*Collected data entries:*
##############################

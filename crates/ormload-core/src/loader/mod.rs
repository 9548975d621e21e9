//! Executing load queries.
//!
//! [`EntityLoader`] and [`CollectionLoader`] build their statements once and
//! run them through a [`LoadExecutor`] for each call.

mod collection;
mod entity;
mod executor;
mod parameters;

pub use collection::{CollectionLoader, CollectionLoaderBuilder};
pub use entity::{EntityLoader, EntityLoaderBuilder};
pub use executor::{LoadExecutor, PreparedLoad};
pub use parameters::{ProcessedStatement, QueryParameters};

##############################

*Exercise aim:* Retype every record above exactly as it stands.

*Worked solution:*
filename crates/ormload-core/src/loader/mod.rs
repository 9548975d621e21e9
//! Executing load queries.
//!
//! [`EntityLoader`] and [`CollectionLoader`] build their statements once and
//! run them through a [`LoadExecutor`] for each call.

mod collection;
mod entity;
mod executor;
mod parameters;

pub use collection::{CollectionLoader, CollectionLoaderBuilder};
pub use entity::{EntityLoader, EntityLoaderBuilder};
pub use executor::{LoadExecutor, PreparedLoad};
pub use parameters::{ProcessedStatement, QueryParameters};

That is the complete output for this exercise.